### What the task asks
Copy every line from the records that holds the word "PaymasterClient".

Collected data entries:
━━━━
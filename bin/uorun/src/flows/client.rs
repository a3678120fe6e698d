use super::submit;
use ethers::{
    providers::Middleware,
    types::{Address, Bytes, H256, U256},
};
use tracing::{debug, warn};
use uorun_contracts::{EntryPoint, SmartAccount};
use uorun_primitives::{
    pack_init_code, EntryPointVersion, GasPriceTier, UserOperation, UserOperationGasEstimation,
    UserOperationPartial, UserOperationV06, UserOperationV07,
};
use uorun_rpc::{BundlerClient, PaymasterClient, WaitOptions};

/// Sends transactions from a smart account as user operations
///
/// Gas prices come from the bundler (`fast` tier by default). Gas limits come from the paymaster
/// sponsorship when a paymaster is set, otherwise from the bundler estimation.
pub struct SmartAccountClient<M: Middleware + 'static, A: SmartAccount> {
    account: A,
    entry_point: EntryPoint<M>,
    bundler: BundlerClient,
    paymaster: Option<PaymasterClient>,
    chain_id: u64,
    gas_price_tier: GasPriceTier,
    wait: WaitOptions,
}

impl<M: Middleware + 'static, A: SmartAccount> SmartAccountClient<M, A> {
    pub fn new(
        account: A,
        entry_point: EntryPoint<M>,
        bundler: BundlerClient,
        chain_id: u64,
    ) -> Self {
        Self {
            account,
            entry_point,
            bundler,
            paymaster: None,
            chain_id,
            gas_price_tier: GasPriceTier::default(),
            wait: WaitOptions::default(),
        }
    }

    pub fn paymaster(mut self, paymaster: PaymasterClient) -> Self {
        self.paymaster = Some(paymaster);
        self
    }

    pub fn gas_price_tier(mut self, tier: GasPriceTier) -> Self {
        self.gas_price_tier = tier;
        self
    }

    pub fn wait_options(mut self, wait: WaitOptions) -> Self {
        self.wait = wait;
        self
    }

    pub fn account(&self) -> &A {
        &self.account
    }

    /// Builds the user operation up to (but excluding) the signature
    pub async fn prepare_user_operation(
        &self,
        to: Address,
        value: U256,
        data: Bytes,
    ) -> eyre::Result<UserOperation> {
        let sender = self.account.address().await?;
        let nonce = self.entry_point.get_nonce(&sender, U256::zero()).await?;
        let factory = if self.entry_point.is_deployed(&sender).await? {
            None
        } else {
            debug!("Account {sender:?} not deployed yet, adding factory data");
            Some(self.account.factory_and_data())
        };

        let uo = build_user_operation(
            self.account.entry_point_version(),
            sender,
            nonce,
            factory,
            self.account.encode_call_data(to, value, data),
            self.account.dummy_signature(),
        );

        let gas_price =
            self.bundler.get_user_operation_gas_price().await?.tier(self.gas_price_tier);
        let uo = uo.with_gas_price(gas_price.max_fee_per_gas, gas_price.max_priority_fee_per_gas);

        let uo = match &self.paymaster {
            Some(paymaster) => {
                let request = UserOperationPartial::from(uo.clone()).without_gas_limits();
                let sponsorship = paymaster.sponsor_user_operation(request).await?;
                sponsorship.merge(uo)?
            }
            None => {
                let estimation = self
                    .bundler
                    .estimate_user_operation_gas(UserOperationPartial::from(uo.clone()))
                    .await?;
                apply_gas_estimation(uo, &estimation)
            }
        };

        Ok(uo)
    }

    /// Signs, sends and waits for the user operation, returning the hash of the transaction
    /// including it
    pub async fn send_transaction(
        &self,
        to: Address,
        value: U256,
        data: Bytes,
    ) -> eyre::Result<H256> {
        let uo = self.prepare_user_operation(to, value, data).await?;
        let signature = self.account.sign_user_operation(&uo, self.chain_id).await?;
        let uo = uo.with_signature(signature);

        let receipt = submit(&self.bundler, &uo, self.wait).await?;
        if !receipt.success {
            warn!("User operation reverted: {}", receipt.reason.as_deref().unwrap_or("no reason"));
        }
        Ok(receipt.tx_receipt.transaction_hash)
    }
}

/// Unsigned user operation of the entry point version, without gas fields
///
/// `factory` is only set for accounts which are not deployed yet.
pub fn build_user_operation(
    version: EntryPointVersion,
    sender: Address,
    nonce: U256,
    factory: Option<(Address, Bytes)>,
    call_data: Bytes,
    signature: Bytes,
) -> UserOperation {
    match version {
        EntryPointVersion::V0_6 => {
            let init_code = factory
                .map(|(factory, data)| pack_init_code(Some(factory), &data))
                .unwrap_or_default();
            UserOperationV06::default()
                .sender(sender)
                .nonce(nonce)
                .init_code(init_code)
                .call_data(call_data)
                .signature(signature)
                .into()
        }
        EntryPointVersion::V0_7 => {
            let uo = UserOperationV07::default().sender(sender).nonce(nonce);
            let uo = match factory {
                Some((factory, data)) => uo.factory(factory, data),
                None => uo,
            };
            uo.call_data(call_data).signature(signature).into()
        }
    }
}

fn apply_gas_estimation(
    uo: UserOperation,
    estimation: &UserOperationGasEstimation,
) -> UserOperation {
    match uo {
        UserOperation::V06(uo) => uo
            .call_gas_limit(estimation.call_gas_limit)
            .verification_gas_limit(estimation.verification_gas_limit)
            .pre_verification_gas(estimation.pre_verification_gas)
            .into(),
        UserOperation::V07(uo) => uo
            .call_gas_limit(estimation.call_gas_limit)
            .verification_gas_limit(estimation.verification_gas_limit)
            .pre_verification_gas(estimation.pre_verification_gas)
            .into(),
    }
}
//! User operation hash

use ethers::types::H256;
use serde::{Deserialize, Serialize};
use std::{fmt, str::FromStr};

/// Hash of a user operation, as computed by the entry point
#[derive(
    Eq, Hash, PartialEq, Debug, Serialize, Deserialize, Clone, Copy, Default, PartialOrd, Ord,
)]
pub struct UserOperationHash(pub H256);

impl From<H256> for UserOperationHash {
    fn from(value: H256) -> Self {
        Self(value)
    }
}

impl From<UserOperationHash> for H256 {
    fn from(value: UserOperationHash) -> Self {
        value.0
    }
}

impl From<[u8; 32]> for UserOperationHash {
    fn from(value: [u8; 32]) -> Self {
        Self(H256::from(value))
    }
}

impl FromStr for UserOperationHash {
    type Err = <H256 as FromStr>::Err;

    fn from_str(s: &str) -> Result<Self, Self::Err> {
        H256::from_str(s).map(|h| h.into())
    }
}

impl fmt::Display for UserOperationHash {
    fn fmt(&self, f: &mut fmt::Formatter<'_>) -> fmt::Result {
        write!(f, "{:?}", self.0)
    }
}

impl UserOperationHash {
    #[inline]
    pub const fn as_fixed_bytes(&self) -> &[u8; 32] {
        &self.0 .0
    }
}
━━━━
### Expected answer
use uorun_rpc::{BundlerClient, PaymasterClient, WaitOptions};
    paymaster: Option<PaymasterClient>,
    pub fn paymaster(mut self, paymaster: PaymasterClient) -> Self {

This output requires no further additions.